ABSTRACT The “ozone hole” and ozone pollution have caused numerous environmental problems that threaten human survival. Therefore, real-time monitoring of the concentration of trace ozone components in the atmosphere is critical. In recent decades, the ethylene chemiluminescence method has become a common method for diagnosing trace ozone in the air due to its high sensitivity, low detection limit, and simple operation. However, this method requires a large amount of high-purity ethylene, which presents risks such as flammability and explosion during actual measurements.
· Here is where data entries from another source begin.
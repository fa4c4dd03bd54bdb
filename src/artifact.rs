//! Artifact Writer and artifact lookup.
//!
//! One comma-delimited UTF-8 file per run, header row in fixed column
//! order, named `combined_auctions_<YYYYMMDD>.csv`. The write is
//! all-or-nothing: rows go to a temporary file that is renamed into place
//! only after a clean flush, so a failed run never leaves a partial file.

use std::fs;
use std::io::Write;
use std::path::{Path, PathBuf};

use chrono::NaiveDate;

use crate::error::{PipelineError, Result};
use crate::record::{MergedRow, OUTPUT_COLUMNS};

pub const ARTIFACT_PREFIX: &str = "combined_auctions_";

pub fn artifact_path(dir: &Path, run_date: NaiveDate) -> PathBuf {
    dir.join(format!(
        "{}{}.csv",
        ARTIFACT_PREFIX,
        run_date.format("%Y%m%d")
    ))
}

/// Write the merged dataset to the run's dated artifact.
pub fn write_artifact(dir: &Path, run_date: NaiveDate, rows: &[MergedRow]) -> Result<PathBuf> {
    fs::create_dir_all(dir)?;
    let path = artifact_path(dir, run_date);
    let tmp = dir.join(format!(
        "{}{}.csv.tmp",
        ARTIFACT_PREFIX,
        run_date.format("%Y%m%d")
    ));

    let written = rows_to_csv(rows).and_then(|bytes| {
        let mut file = fs::File::create(&tmp)?;
        file.write_all(&bytes)?;
        file.flush()?;
        Ok(())
    });

    match written.and_then(|()| fs::rename(&tmp, &path).map_err(PipelineError::Io)) {
        Ok(()) => Ok(path),
        Err(e) => {
            let _ = fs::remove_file(&tmp);
            Err(PipelineError::ArtifactWrite {
                path,
                reason: e.to_string(),
            })
        }
    }
}

/// Serialize rows as CSV bytes: fixed header row, then one line per record.
/// The header is written even for an empty dataset.
pub fn rows_to_csv(rows: &[MergedRow]) -> Result<Vec<u8>> {
    let mut buf = Vec::new();
    {
        let mut writer = csv::WriterBuilder::new()
            .has_headers(false)
            .from_writer(&mut buf);
        writer.write_record(OUTPUT_COLUMNS)?;
        for row in rows {
            writer.serialize(row)?;
        }
        writer.flush()?;
    }
    Ok(buf)
}

/// The most recent combined artifact in `dir`, by the date stamp embedded
/// in the file name.
pub fn latest_artifact(dir: &Path) -> Result<PathBuf> {
    let entries = fs::read_dir(dir).map_err(|_| PipelineError::ArtifactMissing(dir.to_path_buf()))?;
    entries
        .filter_map(|entry| entry.ok())
        .filter_map(|entry| {
            let name = entry.file_name().to_str()?.to_string();
            if name.starts_with(ARTIFACT_PREFIX) && name.ends_with(".csv") {
                Some((name, entry.path()))
            } else {
                None
            }
        })
        .max_by(|(a, _), (b, _)| a.cmp(b))
        .map(|(_, path)| path)
        .ok_or_else(|| PipelineError::ArtifactMissing(dir.to_path_buf()))
}

/// Load a combined artifact back into rows (viewer and notifier input).
pub fn load_artifact(path: &Path) -> Result<Vec<MergedRow>> {
    let mut reader = csv::Reader::from_path(path)?;
    let rows = reader
        .deserialize()
        .collect::<std::result::Result<Vec<MergedRow>, _>>()?;
    Ok(rows)
}

#[cfg(test)]
mod tests {
    use super::*;
    use crate::record::SENTINEL;

    fn row() -> MergedRow {
        MergedRow {
            auction_id: "A1".into(),
            organisation_name: "Acme, Ltd".into(),
            location: "Pune".into(),
            last_date_of_submission: "08-06-2025".into(),
            reserve_price: "1,00,000".into(),
            emd: SENTINEL.into(),
            category: "Residential".into(),
            source: "IBBI".into(),
            days_until_submission: "7".into(),
        }
    }

    #[test]
    fn test_header_written_even_when_empty() {
        let bytes = rows_to_csv(&[]).unwrap();
        let text = String::from_utf8(bytes).unwrap();
        assert_eq!(
            text.trim_end(),
            "auction_id,organisation_name,location,last_date_of_submission,\
             reserve_price,emd,category,source,days_until_submission"
        );
    }

    #[test]
    fn test_write_and_load_round_trip() {
        let dir = tempfile::tempdir().unwrap();
        let run_date = NaiveDate::from_ymd_opt(2025, 6, 1).unwrap();
        let path = write_artifact(dir.path(), run_date, &[row()]).unwrap();
        assert_eq!(
            path.file_name().unwrap().to_str().unwrap(),
            "combined_auctions_20250601.csv"
        );

        let loaded = load_artifact(&path).unwrap();
        assert_eq!(loaded, vec![row()]);
        // no temporary file left behind
        assert_eq!(fs::read_dir(dir.path()).unwrap().count(), 1);
    }

    #[test]
    fn test_latest_artifact_by_embedded_stamp() {
        let dir = tempfile::tempdir().unwrap();
        for stamp in ["20250520", "20250601", "20250530"] {
            let date = NaiveDate::parse_from_str(stamp, "%Y%m%d").unwrap();
            write_artifact(dir.path(), date, &[]).unwrap();
        }
        let latest = latest_artifact(dir.path()).unwrap();
        assert_eq!(
            latest.file_name().unwrap().to_str().unwrap(),
            "combined_auctions_20250601.csv"
        );
    }
}
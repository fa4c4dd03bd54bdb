//! Strict per-source deadline parsing.
//!
//! Each source documents exactly one format; anything else becomes missing.
//! Deliberately no fuzzy multi-format guessing: silently swapping day and
//! month in a deadline is worse than marking it missing.

use chrono::{NaiveDate, NaiveDateTime};

use crate::record::SENTINEL;
use crate::sources::Source;

/// Every deadline is re-rendered in this format for output.
pub const OUTPUT_DATE_FORMAT: &str = "%d-%m-%Y";

/// Parse a raw deadline value with the source's documented format.
/// Empty values, the sentinel, and format mismatches all become `None`.
pub fn parse_deadline(source: Source, raw: &str) -> Option<NaiveDate> {
    let raw = raw.trim();
    if raw.is_empty() || raw == SENTINEL {
        return None;
    }
    if source.has_time_component() {
        NaiveDateTime::parse_from_str(raw, source.date_format())
            .ok()
            .map(|dt| dt.date())
    } else {
        NaiveDate::parse_from_str(raw, source.date_format()).ok()
    }
}

/// Render a parsed deadline as `DD-MM-YYYY`, or the sentinel when missing.
pub fn render_deadline(date: Option<NaiveDate>) -> String {
    match date {
        Some(d) => d.format(OUTPUT_DATE_FORMAT).to_string(),
        None => SENTINEL.to_string(),
    }
}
Therefore, this paper proposes a new strategy for measuring trace ozone levels at the ppb with high safety and sensitivity, based on the chemiluminescence reaction mechanism between NO and ozone. Firstly, this article designs a system for preparing quantitative ozone standard gas using the principle of plasma discharge and the ultraviolet broadband absorption concentration measurement method; Subsequently, a fluorescence measurement system with high sensitivity and low detection limit was built based on the principle of chemiluminescence and weak light detection technology; Finally, experimental investigations on the chemiluminescence laws of traditional hydrocarbons and NO chemiluminescence laws was conducted with the help of the aforementioned weak light measurement system. The results indicate that the NO chemiluminescence reaction is more prominent than hydrocarbons and is an ideal excitation gas for ozone fluorescence detection. The chemiluminescence signal of NO is approximately 17 times higher than that of C2H4, 68 times higher than that of C2H2, and much higher than that of other hydrocarbons such as CH4, C2H6. The experiment also showed that within the concentration range of 0-10 ppm and103 ppm of NO excitation gas, the measurement system has high linearity and sensitivity, drastically improving the safety and sensitivity of the measurement system. For example, when the NO concentration is 1000 ppm, the correlation linearity coefficient R2 is above 0.999, the lower limit of Allan variance detection can reach approximately 20 ppt.